** Entries shown **
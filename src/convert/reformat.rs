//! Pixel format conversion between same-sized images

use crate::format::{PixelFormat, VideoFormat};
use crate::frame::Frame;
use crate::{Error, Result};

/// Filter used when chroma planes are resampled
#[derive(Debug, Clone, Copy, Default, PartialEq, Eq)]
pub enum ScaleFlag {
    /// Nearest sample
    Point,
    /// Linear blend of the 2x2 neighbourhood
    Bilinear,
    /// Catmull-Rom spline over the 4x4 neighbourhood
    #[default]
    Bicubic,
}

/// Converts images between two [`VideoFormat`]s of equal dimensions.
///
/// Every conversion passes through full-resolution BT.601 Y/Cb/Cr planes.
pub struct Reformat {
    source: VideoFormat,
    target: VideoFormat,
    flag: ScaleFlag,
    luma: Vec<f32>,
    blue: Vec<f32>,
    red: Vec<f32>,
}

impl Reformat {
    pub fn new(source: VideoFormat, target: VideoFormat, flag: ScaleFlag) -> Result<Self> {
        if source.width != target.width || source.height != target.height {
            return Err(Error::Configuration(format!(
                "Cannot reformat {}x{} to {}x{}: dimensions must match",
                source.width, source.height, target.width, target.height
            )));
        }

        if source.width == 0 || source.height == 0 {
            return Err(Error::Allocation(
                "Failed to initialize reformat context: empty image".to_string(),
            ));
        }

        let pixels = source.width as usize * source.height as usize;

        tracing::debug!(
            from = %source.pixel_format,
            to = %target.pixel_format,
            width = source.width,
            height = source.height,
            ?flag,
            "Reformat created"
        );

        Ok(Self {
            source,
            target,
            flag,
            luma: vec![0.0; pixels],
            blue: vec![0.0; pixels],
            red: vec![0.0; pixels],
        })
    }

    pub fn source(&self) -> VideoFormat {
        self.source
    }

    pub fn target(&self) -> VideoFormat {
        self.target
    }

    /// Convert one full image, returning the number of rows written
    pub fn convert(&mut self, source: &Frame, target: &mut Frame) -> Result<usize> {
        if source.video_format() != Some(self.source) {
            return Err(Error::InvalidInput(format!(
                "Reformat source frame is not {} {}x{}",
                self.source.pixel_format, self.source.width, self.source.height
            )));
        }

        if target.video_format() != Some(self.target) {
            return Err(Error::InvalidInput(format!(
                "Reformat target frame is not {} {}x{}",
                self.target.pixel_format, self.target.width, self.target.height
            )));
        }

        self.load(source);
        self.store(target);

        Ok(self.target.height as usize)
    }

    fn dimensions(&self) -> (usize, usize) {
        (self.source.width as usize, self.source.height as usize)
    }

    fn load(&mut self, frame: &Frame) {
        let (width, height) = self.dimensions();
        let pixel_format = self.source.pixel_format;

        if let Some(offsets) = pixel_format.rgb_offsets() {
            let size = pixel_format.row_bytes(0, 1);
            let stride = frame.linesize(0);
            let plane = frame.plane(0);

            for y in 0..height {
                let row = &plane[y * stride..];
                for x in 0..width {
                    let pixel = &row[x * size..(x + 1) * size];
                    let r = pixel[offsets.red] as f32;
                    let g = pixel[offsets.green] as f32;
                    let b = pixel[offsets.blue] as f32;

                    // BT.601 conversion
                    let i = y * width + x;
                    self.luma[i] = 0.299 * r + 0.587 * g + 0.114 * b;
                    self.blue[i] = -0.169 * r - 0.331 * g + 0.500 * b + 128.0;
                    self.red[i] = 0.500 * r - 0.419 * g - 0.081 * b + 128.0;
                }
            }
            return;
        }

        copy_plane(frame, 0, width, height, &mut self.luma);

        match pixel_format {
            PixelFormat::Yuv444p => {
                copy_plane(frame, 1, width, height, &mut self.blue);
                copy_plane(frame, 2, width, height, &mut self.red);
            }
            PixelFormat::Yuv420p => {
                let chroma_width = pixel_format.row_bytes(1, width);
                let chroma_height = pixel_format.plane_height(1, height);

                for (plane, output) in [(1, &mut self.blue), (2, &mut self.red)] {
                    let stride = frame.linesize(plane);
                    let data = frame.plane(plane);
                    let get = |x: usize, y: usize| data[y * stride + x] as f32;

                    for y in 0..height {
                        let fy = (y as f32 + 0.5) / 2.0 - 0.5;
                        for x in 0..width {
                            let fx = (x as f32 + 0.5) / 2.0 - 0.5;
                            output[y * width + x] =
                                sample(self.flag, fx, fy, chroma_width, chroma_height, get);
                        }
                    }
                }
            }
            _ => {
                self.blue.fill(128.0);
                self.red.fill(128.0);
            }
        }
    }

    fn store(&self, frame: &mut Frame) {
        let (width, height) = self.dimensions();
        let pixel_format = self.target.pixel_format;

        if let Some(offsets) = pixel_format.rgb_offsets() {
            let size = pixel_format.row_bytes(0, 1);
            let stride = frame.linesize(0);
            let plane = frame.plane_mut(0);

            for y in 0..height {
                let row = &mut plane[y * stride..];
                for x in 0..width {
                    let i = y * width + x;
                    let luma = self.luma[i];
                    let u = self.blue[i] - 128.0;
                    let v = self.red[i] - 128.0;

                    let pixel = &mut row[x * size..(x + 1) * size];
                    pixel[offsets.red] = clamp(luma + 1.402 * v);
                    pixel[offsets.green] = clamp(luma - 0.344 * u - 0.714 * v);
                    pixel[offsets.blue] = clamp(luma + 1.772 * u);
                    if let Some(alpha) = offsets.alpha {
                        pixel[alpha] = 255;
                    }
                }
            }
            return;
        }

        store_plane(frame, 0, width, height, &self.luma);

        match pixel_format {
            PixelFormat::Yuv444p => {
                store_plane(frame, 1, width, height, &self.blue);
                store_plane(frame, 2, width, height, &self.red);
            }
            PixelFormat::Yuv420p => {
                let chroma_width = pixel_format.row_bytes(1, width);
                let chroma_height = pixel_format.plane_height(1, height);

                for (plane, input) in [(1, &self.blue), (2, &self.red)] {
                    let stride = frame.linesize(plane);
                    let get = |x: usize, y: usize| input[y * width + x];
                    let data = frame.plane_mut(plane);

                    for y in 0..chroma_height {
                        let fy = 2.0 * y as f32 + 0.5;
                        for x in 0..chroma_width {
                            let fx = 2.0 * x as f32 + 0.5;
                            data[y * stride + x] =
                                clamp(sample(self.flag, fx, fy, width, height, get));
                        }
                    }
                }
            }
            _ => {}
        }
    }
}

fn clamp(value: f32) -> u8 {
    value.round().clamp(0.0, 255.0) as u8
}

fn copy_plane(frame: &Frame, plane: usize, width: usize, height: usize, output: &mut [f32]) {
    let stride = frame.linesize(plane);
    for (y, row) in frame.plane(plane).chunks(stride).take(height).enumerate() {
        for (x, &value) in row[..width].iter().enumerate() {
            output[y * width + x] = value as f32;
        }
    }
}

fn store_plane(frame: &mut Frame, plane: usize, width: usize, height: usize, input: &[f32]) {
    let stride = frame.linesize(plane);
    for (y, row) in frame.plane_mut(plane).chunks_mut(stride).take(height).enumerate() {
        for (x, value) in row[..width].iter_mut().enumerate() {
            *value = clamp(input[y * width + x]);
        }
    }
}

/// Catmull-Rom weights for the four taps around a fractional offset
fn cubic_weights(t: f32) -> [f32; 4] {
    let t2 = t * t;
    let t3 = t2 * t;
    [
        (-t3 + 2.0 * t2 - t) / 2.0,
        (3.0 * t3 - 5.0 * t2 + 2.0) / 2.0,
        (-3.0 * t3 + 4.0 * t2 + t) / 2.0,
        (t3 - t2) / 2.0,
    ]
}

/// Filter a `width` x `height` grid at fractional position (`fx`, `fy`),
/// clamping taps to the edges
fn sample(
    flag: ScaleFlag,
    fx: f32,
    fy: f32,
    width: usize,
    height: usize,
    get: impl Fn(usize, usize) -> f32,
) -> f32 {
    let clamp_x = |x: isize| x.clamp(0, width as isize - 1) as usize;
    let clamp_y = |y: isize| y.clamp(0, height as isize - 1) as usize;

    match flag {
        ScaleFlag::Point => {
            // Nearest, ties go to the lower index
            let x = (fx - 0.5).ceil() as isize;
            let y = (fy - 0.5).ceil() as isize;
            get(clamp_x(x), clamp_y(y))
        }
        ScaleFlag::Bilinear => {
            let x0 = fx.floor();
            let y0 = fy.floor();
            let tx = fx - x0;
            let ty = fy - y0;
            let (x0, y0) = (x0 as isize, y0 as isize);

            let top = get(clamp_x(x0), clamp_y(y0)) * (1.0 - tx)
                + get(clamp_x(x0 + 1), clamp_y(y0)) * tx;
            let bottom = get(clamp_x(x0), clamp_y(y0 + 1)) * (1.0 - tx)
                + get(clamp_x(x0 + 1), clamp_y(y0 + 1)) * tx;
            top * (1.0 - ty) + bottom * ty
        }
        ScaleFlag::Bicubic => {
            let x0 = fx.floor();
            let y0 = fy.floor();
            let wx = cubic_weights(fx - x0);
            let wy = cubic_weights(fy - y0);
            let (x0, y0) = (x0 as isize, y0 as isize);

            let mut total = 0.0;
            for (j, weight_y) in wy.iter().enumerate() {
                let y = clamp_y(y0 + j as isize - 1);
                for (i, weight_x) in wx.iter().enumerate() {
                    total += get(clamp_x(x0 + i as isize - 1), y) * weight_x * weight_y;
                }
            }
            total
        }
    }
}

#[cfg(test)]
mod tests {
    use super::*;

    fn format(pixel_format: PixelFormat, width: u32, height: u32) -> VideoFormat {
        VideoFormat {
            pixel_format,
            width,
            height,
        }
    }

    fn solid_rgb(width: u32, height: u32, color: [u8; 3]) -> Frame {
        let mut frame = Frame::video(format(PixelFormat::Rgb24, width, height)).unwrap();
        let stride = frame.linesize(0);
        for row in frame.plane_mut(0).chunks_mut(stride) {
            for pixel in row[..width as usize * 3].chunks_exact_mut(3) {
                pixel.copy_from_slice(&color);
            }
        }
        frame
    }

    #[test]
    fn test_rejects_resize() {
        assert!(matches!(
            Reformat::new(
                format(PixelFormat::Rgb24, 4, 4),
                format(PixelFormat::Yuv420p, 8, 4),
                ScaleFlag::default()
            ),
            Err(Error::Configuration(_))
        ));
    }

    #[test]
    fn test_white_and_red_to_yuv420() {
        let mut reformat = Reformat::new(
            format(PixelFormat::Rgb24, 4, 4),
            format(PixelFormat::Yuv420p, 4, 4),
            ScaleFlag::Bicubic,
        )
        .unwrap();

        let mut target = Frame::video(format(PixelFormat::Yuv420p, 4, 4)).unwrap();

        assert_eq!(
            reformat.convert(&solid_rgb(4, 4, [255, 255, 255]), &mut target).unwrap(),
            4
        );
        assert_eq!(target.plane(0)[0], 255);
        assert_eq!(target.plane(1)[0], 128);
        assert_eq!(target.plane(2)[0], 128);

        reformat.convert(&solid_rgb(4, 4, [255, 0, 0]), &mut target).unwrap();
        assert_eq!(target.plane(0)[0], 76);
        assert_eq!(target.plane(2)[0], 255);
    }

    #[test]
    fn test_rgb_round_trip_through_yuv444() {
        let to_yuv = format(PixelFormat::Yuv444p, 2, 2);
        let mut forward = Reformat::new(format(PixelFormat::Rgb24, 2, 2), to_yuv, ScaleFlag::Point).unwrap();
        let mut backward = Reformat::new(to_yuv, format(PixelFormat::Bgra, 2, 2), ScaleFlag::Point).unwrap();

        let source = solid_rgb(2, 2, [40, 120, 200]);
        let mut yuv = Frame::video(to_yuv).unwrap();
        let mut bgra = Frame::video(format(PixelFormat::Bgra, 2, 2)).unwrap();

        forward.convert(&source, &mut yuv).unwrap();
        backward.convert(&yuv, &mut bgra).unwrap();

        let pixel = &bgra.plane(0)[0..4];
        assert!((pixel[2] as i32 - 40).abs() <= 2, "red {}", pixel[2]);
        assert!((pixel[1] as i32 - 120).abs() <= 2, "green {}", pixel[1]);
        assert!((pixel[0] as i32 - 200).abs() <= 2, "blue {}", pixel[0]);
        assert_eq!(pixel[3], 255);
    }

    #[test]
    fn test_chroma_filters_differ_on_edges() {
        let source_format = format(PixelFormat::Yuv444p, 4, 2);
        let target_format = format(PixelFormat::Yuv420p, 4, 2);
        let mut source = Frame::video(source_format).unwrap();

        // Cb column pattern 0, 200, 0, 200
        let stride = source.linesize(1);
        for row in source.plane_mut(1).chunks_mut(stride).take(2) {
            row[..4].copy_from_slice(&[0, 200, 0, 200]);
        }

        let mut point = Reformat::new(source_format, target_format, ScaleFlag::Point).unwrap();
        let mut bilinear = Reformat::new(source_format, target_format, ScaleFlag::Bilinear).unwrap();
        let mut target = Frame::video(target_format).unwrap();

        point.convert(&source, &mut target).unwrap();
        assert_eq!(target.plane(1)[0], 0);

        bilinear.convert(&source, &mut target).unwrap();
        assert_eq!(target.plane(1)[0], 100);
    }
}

** Problem statement **
Above are the records; copy exactly the lines from the line with "let get = |x: usize, y: usize| input[y" through the line with "grid at fractional", both included.

** Solution to this problem **
                    let get = |x: usize, y: usize| input[y * width + x];
                    let data = frame.plane_mut(plane);

                    for y in 0..chroma_height {
                        let fy = 2.0 * y as f32 + 0.5;
                        for x in 0..chroma_width {
                            let fx = 2.0 * x as f32 + 0.5;
                            data[y * stride + x] =
                                clamp(sample(self.flag, fx, fy, width, height, get));
                        }
                    }
                }
            }
            _ => {}
        }
    }
}

fn clamp(value: f32) -> u8 {
    value.round().clamp(0.0, 255.0) as u8
}

fn copy_plane(frame: &Frame, plane: usize, width: usize, height: usize, output: &mut [f32]) {
    let stride = frame.linesize(plane);
    for (y, row) in frame.plane(plane).chunks(stride).take(height).enumerate() {
        for (x, &value) in row[..width].iter().enumerate() {
            output[y * width + x] = value as f32;
        }
    }
}

fn store_plane(frame: &mut Frame, plane: usize, width: usize, height: usize, input: &[f32]) {
    let stride = frame.linesize(plane);
    for (y, row) in frame.plane_mut(plane).chunks_mut(stride).take(height).enumerate() {
        for (x, value) in row[..width].iter_mut().enumerate() {
            *value = clamp(input[y * width + x]);
        }
    }
}

/// Catmull-Rom weights for the four taps around a fractional offset
fn cubic_weights(t: f32) -> [f32; 4] {
    let t2 = t * t;
    let t3 = t2 * t;
    [
        (-t3 + 2.0 * t2 - t) / 2.0,
        (3.0 * t3 - 5.0 * t2 + 2.0) / 2.0,
        (-3.0 * t3 + 4.0 * t2 + t) / 2.0,
        (t3 - t2) / 2.0,
    ]
}

/// Filter a `width` x `height` grid at fractional position (`fx`, `fy`),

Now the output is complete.